Machine Learning

We offer a range of support for researchers looking to apply machine learning techniques, from the conception of new lines of research to running large-scale models on a high-performance computing cluster on campus, or in the cloud.

Conception

We believe it’s important to have an honest discussion about expectations and limitations before we embark on a new data science adventure. We’re excited about machine learning, and believe that current approaches have much to offer for social science research. At the same time, we’re also aware of the limitations set by the machine learning models, available data, etc.

While the advancement of artificial intelligence in popular culture often seems to be almost indistinguishable from magic - the reality is that we are a long way from a ‘general’ artificial intelligence. That means that (for now, at least) whether your research questions can be answered through the application of machine learning models depends heavily on the type of question, the quality and amount of training data, and the available resources.

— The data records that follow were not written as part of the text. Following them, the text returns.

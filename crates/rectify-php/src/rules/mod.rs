//! Built-in rules and the catalog that builds registries from configuration.

pub mod add_interface_by_parent;
pub mod array_shape_from_constant_array_return;
pub mod wrap_variable_variable_name_in_curly_braces;

use std::sync::Arc;

use tracing::debug;

use rectify_core::config::RuleSpec;
use rectify_core::error::EngineError;
use rectify_core::registry::RuleRegistry;
use rectify_core::rule::{short_name, Configuration, Rule};

pub use add_interface_by_parent::AddInterfaceByParent;
pub use array_shape_from_constant_array_return::ArrayShapeFromConstantArrayReturn;
pub use wrap_variable_variable_name_in_curly_braces::WrapVariableVariableNameInCurlyBraces;

/// Builds a rule from its configuration.
pub type RuleFactory = fn(&Configuration) -> Result<Arc<dyn Rule>, EngineError>;

/// A rule the catalog knows how to build.
#[derive(Debug, Clone, Copy)]
pub struct CatalogEntry {
    /// Fully qualified rule name.
    pub name: &'static str,
    pub factory: RuleFactory,
}

impl CatalogEntry {
    /// Last segment of the name, as used in `rectify.toml`.
    pub fn short_name(&self) -> &'static str {
        short_name(self.name)
    }

    fn matches(&self, name: &str) -> bool {
        let name = name.trim_start_matches('\\');
        name == self.name || name == self.short_name()
    }
}

const CATALOG: &[CatalogEntry] = &[
    CatalogEntry {
        name: add_interface_by_parent::NAME,
        factory: build_add_interface_by_parent,
    },
    CatalogEntry {
        name: array_shape_from_constant_array_return::NAME,
        factory: build_array_shape_from_constant_array_return,
    },
    CatalogEntry {
        name: wrap_variable_variable_name_in_curly_braces::NAME,
        factory: build_wrap_variable_variable_name_in_curly_braces,
    },
];

fn build_add_interface_by_parent(
    configuration: &Configuration,
) -> Result<Arc<dyn Rule>, EngineError> {
    let rule = AddInterfaceByParent::new(configuration.clone())?;
    Ok(Arc::new(rule))
}

fn build_array_shape_from_constant_array_return(
    configuration: &Configuration,
) -> Result<Arc<dyn Rule>, EngineError> {
    unconfigurable(array_shape_from_constant_array_return::NAME, configuration)?;
    Ok(Arc::new(ArrayShapeFromConstantArrayReturn))
}

fn build_wrap_variable_variable_name_in_curly_braces(
    configuration: &Configuration,
) -> Result<Arc<dyn Rule>, EngineError> {
    unconfigurable(wrap_variable_variable_name_in_curly_braces::NAME, configuration)?;
    Ok(Arc::new(WrapVariableVariableNameInCurlyBraces))
}

fn unconfigurable(name: &str, configuration: &Configuration) -> Result<(), EngineError> {
    if configuration.is_empty() {
        Ok(())
    } else {
        Err(EngineError::invalid_configuration(
            name,
            "rule takes no options",
        ))
    }
}

/// Every built-in rule.
pub fn builtin_catalog() -> &'static [CatalogEntry] {
    CATALOG
}

/// Look a rule up by short or fully qualified name.
pub fn find(name: &str) -> Option<&'static CatalogEntry> {
    CATALOG.iter().find(|entry| entry.matches(name))
}

/// Build a registry holding the rules in `specs`, in order.
pub fn build_registry(specs: &[RuleSpec]) -> Result<RuleRegistry, EngineError> {
    let mut builder = RuleRegistry::builder();
    for spec in specs {
        let entry = find(&spec.name).ok_or_else(|| EngineError::UnknownRule {
            name: spec.name.clone(),
        })?;
        builder.register_shared((entry.factory)(&spec.options)?)?;
        debug!(rule = entry.name, options = spec.options.len(), "rule enabled");
    }
    Ok(builder.build())
}

/// A registry with every built-in rule, unconfigured. Used for documentation.
pub fn catalog_registry() -> Result<RuleRegistry, EngineError> {
    let specs: Vec<RuleSpec> = CATALOG.iter().map(|entry| RuleSpec::new(entry.name)).collect();
    build_registry(&specs)
}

We’re more than happy to discuss what machine learning applications may be possible for your research, and what kind of questions - and answers! - you can expect.

Preparing a model

The success of a machine learning model depends heavily on the care and attention with which it is implemented. Data often needs to be cleaned and reshaped, variables may need to be reshaped or combined to create useful and meaningful features, and model parameters will need to be tuned for best results.

Each of these steps relies on both technical expertise as well a deep understanding of the subject matter. As such, we believe it is important to have an ongoing conversation between BDSi data science experts and researchers throughout a data science research project.

Depending on your needs, BDSi can act as a consultant for particularly complex models, or help you think through your entire model from design to implementation.

Running a model

BDSi has access to the high-performance computing cluster hosted by the EEMCS (EWI) faculty, allowing us to run large machine learning models on-premise. Alternatively, we can also help you run models in a virtual research environment such as the ones offered by LISA.

Interpreting model & results

In many cases, being able to interpret the model is as important as the accuracy of the model itself. We can help you get an intuitive understanding of the model and its’ results, and create visualizations to communicate with your audience.